Sac la mort ne se laisse pas aimer facilement. Tourné à La Réunion, presque intégralement en créole et avec des acteurs de l’île, amateurs pour certains (et dont la vie a inspiré le scénario), le film d’Emmanuel Parraud peut donner l’impression de se servir de ces spécificités (notamment des traces de français dans la langue) pour poser une chape de confusion et de misérabilisme sur son pénible sujet, à savoir le calvaire de son personnage Patrice. Aux événements qui font de sa vie une spirale infernale (tels que le meurtre sauvage de son frère, la spoliation de sa maison familiale, ou encore sa crainte d’être victime d’un maléfice — le fameux « sac la mort »), ce « cafre » (descendant d’esclaves noirs) ne semble pouvoir répondre que par l’indécision et les palabres pas toujours sereins avec des amis dont on ne sait trop s’ils l’entraînent vers le haut ou vers le bas.

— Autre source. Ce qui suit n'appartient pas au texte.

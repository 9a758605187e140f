//! Input validation utilities

use chrono::{Datelike, NaiveDate};
use regex::Regex;
use std::sync::OnceLock;

use crate::models::{NewUser, UpdateUser};

/// Minimum age, in whole years, required to register
pub const MINIMUM_AGE: i32 = 13;

/// Validate a first or last name
pub fn validate_name(label: &str, value: &str) -> Result<(), String> {
    if value.trim().chars().count() < 2 {
        return Err(format!("{} debe tener al menos 2 caracteres", label));
    }
    Ok(())
}

/// Validate username; any characters are allowed once trimmed
pub fn validate_username(username: &str) -> Result<(), String> {
    if username.trim().chars().count() < 3 {
        return Err("El nombre de usuario debe tener al menos 3 caracteres".to_string());
    }

    Ok(())
}

/// Validate email
pub fn validate_email(email: &str) -> Result<(), String> {
    if email.is_empty() {
        return Err("El email es requerido".to_string());
    }

    if email.len() > 254 {
        return Err("El email es demasiado largo".to_string());
    }

    static EMAIL_REGEX: OnceLock<Regex> = OnceLock::new();
    let regex = EMAIL_REGEX.get_or_init(|| {
        Regex::new(r"^[a-zA-Z0-9._%+-]+@[a-zA-Z0-9.-]+\.[a-zA-Z]{2,}$")
            .expect("Failed to compile email regex")
    });

    if !regex.is_match(email) {
        return Err("Formato de email inválido".to_string());
    }

    Ok(())
}

/// Validate password: at least 8 characters, one uppercase letter and one digit
pub fn validate_password(password: &str) -> Result<(), String> {
    let long_enough = password.chars().count() >= 8;
    let has_upper = password.chars().any(|c| c.is_uppercase());
    let has_digit = password.chars().any(|c| c.is_ascii_digit());

    if !(long_enough && has_upper && has_digit) {
        return Err(
            "La contraseña debe tener al menos 8 caracteres, una mayúscula y un número".to_string(),
        );
    }

    Ok(())
}

/// Whole years elapsed between `birth` and `today`
pub fn age_on(birth: NaiveDate, today: NaiveDate) -> i32 {
    let mut age = today.year() - birth.year();
    if (today.month(), today.day()) < (birth.month(), birth.day()) {
        age -= 1;
    }
    age
}

/// Validate birth date against the minimum age
pub fn validate_birth_date(birth: NaiveDate, today: NaiveDate) -> Result<(), String> {
    if birth > today {
        return Err("La fecha de nacimiento no puede estar en el futuro".to_string());
    }

    if age_on(birth, today) < MINIMUM_AGE {
        return Err(format!(
            "Debes ser mayor de {} años para registrarte",
            MINIMUM_AGE
        ));
    }

    Ok(())
}

/// Validate a registration payload (already normalized)
pub fn validate_new_user(user: &NewUser, today: NaiveDate) -> Result<(), String> {
    validate_name("El nombre", &user.nombre)?;
    validate_name("El apellido", &user.apellido)?;
    validate_email(&user.email)?;
    validate_username(&user.nombre_usuario)?;
    validate_password(&user.password)?;
    validate_birth_date(user.fecha_nacimiento, today)
}

/// Validate the fields present in a partial update
pub fn validate_update_user(update: &UpdateUser, today: NaiveDate) -> Result<(), String> {
    if let Some(nombre) = &update.nombre {
        validate_name("El nombre", nombre)?;
    }
    if let Some(apellido) = &update.apellido {
        validate_name("El apellido", apellido)?;
    }
    if let Some(email) = &update.email {
        validate_email(email)?;
    }
    if let Some(username) = &update.nombre_usuario {
        validate_username(username)?;
    }
    if let Some(birth) = update.fecha_nacimiento {
        validate_birth_date(birth, today)?;
    }
    Ok(())
}
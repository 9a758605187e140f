//! Authentication service routes

use axum::{
    Extension, Json, Router,
    extract::{DefaultBodyLimit, Multipart, State},
    http::StatusCode,
    middleware,
    response::IntoResponse,
    routing::{get, post},
};
use axum_extra::{
    TypedHeader,
    headers::{Authorization, authorization::Bearer},
};
use common::{
    jwt::{Claims, IssuedToken},
    models::{LoginCredentials, NewUser, User},
    repositories::user::verify_password,
    storage::{self, MAX_IMAGE_BYTES},
};
use serde::{Deserialize, Serialize};
use serde_json::json;
use tracing::{error, info, warn};
use uuid::Uuid;

use crate::{
    error::AuthError,
    middleware::{auth_middleware, authenticate, require_active},
    state::AppState,
};

const PROFILE_BUCKET: &str = "perfiles";

/// Response for token generation
#[derive(Serialize)]
pub struct TokenResponse {
    pub access_token: String,
    pub token_type: &'static str,
    pub expires_in: u64,
    #[serde(skip_serializing_if = "Option::is_none")]
    pub usuario: Option<User>,
}

impl TokenResponse {
    fn new(issued: IssuedToken, usuario: Option<User>) -> Self {
        Self {
            expires_in: issued.claims.remaining_lifetime(),
            access_token: issued.token,
            token_type: "Bearer",
            usuario,
        }
    }
}

/// Request carrying a token in the body
#[derive(Deserialize)]
pub struct TokenRequest {
    pub token: String,
}

/// Create the router for the authentication service
pub fn create_router(state: AppState) -> Router {
    let protected_routes = Router::new()
        .route("/auth/logout", post(logout))
        .route("/auth/profile", get(profile))
        .route_layer(middleware::from_fn_with_state(
            state.clone(),
            auth_middleware,
        ));

    Router::new()
        .route("/health", get(health_check))
        .route("/auth/register", post(register))
        .route("/auth/login", post(login))
        .route("/auth/refresh", post(refresh_token))
        .route("/auth/authorize", post(authorize))
        .route(
            "/auth/upload-image",
            post(upload_image).layer(DefaultBodyLimit::max(MAX_IMAGE_BYTES + 64 * 1024)),
        )
        .merge(protected_routes)
        .with_state(state)
}

/// Health check endpoint
pub async fn health_check(State(state): State<AppState>) -> impl IntoResponse {
    let database = common::database::health_check(&state.db_pool).await;

    Json(json!({
        "status": if database { "ok" } else { "unhealthy" },
        "service": "auth-service",
        "database": database,
        "timestamp": chrono::Utc::now().to_rfc3339(),
    }))
}

/// Register a new account with the default `usuario` role
pub async fn register(
    State(state): State<AppState>,
    Json(payload): Json<NewUser>,
) -> Result<impl IntoResponse, AuthError> {
    info!("Registration attempt for user: {}", payload.nombre_usuario);

    let usuario = state.user_repository.create(payload, false).await?;

    Ok((
        StatusCode::CREATED,
        Json(json!({
            "message": "Usuario registrado exitosamente",
            "usuario": usuario,
        })),
    ))
}

/// User login endpoint
pub async fn login(
    State(state): State<AppState>,
    Json(payload): Json<LoginCredentials>,
) -> Result<impl IntoResponse, AuthError> {
    info!("Login attempt for user: {}", payload.email_or_username);

    let usuario = state
        .user_repository
        .find_active_by_login(&payload.email_or_username)
        .await?
        .ok_or_else(AuthError::invalid_credentials)?;

    if !verify_password(&usuario, &payload.password) {
        warn!("Invalid password for user: {}", usuario.nombre_usuario);
        return Err(AuthError::invalid_credentials());
    }

    let issued = state.jwt_service.issue(&usuario).map_err(|e| {
        error!("Failed to generate access token: {}", e);
        AuthError::InternalServerError
    })?;

    Ok(Json(TokenResponse::new(issued, Some(usuario))))
}

/// Exchange a still valid token for a fresh one; the old token is revoked.
///
/// The token may be sent as a bearer header or as `{ "token": ... }`.
pub async fn refresh_token(
    State(state): State<AppState>,
    bearer: Option<TypedHeader<Authorization<Bearer>>>,
    body: Option<Json<TokenRequest>>,
) -> Result<impl IntoResponse, AuthError> {
    let token = match (&bearer, &body) {
        (Some(TypedHeader(auth)), _) => auth.token().to_string(),
        (None, Some(Json(body))) => body.token.clone(),
        (None, None) => {
            return Err(AuthError::BadRequest("Token no proporcionado".to_string()));
        }
    };

    let claims = authenticate(&state, &token).await?;

    let usuario = require_active(state.user_repository.find_by_id(claims.sub).await?)?;

    let issued = state.jwt_service.issue(&usuario).map_err(|e| {
        error!("Failed to generate access token: {}", e);
        AuthError::InternalServerError
    })?;

    state
        .revocations
        .revoke(claims.jti, claims.remaining_lifetime())
        .await
        .map_err(|e| {
            error!("Failed to revoke refreshed token: {}", e);
            AuthError::InternalServerError
        })?;

    info!("Token refreshed for user: {}", usuario.nombre_usuario);
    Ok(Json(TokenResponse::new(issued, None)))
}

/// Report whether a token is currently accepted, with its payload
pub async fn authorize(
    State(state): State<AppState>,
    Json(payload): Json<TokenRequest>,
) -> Result<impl IntoResponse, AuthError> {
    match authenticate(&state, &payload.token).await {
        Ok(claims) => Ok(Json(json!({ "valid": true, "payload": claims }))),
        Err(AuthError::Unauthorized(_)) => Ok(Json(json!({ "valid": false, "payload": null }))),
        Err(e) => Err(e),
    }
}

/// Revoke the bearer token for the rest of its lifetime
pub async fn logout(
    State(state): State<AppState>,
    Extension(claims): Extension<Claims>,
) -> Result<impl IntoResponse, AuthError> {
    state
        .revocations
        .revoke(claims.jti, claims.remaining_lifetime())
        .await
        .map_err(|e| {
            error!("Failed to revoke token: {}", e);
            AuthError::InternalServerError
        })?;

    info!("User {} logged out", claims.nombre_usuario);
    Ok(Json(json!({ "message": "Sesión cerrada correctamente" })))
}

/// Current user's profile
pub async fn profile(
    State(state): State<AppState>,
    Extension(claims): Extension<Claims>,
) -> Result<impl IntoResponse, AuthError> {
    let usuario = state
        .user_repository
        .find_by_id(claims.sub)
        .await?
        .ok_or_else(|| AuthError::NotFound("Usuario no encontrado".to_string()))?;

    Ok(Json(usuario))
}

/// Upload a profile picture and return its public URL
pub async fn upload_image(
    State(state): State<AppState>,
    mut multipart: Multipart,
) -> Result<impl IntoResponse, AuthError> {
    while let Some(field) = multipart
        .next_field()
        .await
        .map_err(|e| AuthError::BadRequest(format!("Formulario inválido: {}", e)))?
    {
        if field.name() != Some("file") {
            continue;
        }

        let extension = field
            .file_name()
            .and_then(storage::image_extension)
            .ok_or_else(|| AuthError::BadRequest("Solo se permiten archivos de imagen".into()))?;

        let bytes = field
            .bytes()
            .await
            .map_err(|e| AuthError::BadRequest(format!("No se pudo leer el archivo: {}", e)))?;

        if bytes.is_empty() || bytes.len() > MAX_IMAGE_BYTES {
            return Err(AuthError::BadRequest(
                "El archivo debe pesar como máximo 5MB".into(),
            ));
        }

        let path = format!("perfiles/{}.{}", Uuid::new_v4().simple(), extension);
        let image_url = state
            .storage
            .upload(
                PROFILE_BUCKET,
                &path,
                bytes.to_vec(),
                storage::content_type_for(&extension),
            )
            .await
            .map_err(|_| AuthError::InternalServerError)?;

        return Ok(Json(json!({ "imageUrl": image_url })));
    }

    Err(AuthError::BadRequest(
        "No se proporcionó ningún archivo".into(),
    ))
}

La langue est alors bégayante, légèrement déformée par l’alcool, le fatalisme et les rancœurs, et son flot s’approche dangereusement de la logorrhée. Il faut surmonter pendant plusieurs minutes ce premier sentiment d’enlisement verbal entretenu pour réaliser que cet effet n’est pas un artifice arbitraire de mise en scène, ne va pas à l’encontre de la liberté des personnages et de leur communauté (puisque leur présence renvoie immanquablement une image de la société réunionnaise métissée). Cet aspect laborieux de la parole s’avère l’illustration honnête, pleine à la fois d’urgence et de désespoir, d’un malaise formulé par ailleurs dans les images et les corps, où l’invitation à agir le dispute à l’accablement.
Non-faits
Tout le film est marqué par la déception, des choses escomptées qui ne viendront pas, ou trop tard. Dès la première image cadrant de hautes herbes tachées de sang tel un générique annonciateur de violence, on anticipe une narration classique, on attend de Patrice des réactions déjà vues de personnage de cinéma — tout comme ses proches attendent qu’il se comporte « en homme » comme le veut la coutume non dite (c’est sans un mot que sa mère lui présente un couteau) : qu’il venge son frère — dont le meurtrier s’est même présenté devant lui, qu’il se batte pour sa maison, ou au moins qu’il accepte l’aide des bonnes personnes. Or ces attentes, celles formulées par les personnages autant que celles suggérées par le récit, Patrice s’y dérobe constamment, se réfugie dans la pénombre de sa case, les soliloques aux accents d’abandon psychique, la rancœur impuissante, la superstition à laquelle, rétif au début, il finit par succomber. Sur la route erratique de cet antihéros, les obstacles les plus tenaces sont tout intérieurs — même si le personnage semble focaliser sur sa personne un mal plus diffus, reflété dans ces amas de cases et de maisons à la limite du délabrement et même au-delà, comme le cinéaste le suggère en filmant des « sacs la mort » sur d’autres carrefours que ceux de Patrice, ailleurs sur l’île. Fascinant objet qu’un tel sac, d’ailleurs, à la fois indice visuel apparent de ce délabrement (il ressemble à un vulgaire sac plastique négligemment jeté) et artefact intimidant par les pouvoirs qu’on lui prête et la contamination à laquelle il incite (pour se libérer de ses effets supposés, il convient de le déposer sur le chemin d’un autre…).
Non-dits
À la recherche d’une nature plus précise de ce mal environnant, il sera difficile d’échapper à une lecture socio-historique de cette fiction ancrée dans le réel. Les traces du lourd héritage colonial à l’échelle de la société sont discrètes mais repérables, comme des détails d’une conversation (sur des dettes vieilles de plusieurs générations, sur des visites en métropole) — ou encore la présence de quelques Blancs qui alors, eux, apparaissent comme des intrus, dont la spécificité de la langue et des attitudes rappelle insidieusement le fossé inter-communautaire. Ce mal historique est d’autant plus prégnant qu’il reste en filigrane, ni nommé ni désigné — encore une fois, flotte le sentiment que quelque chose devrait être fait ou dit, et ne l’est pas, ce qui participe à la force dramatique du film. À cette aune, l’usage un peu plus insistant, sur la fin, du motif de la sorcellerie paraît un peu trop appuyé, comme si l’on voulait forcer la lecture de la hantise ambiante sous une dimension mystique. Cela ressemble à un léger débordement de l’énergie parfois emballée de Sac la mort, pas très cadré, développant volontiers sur le surplace quitte à mettre notre patience à l’épreuve, mais qui ne paie ce prix que pour faire ressentir à quel point l’héritage national honteux imprègne ici les ruelles boueuses et le tréfonds des cerveaux.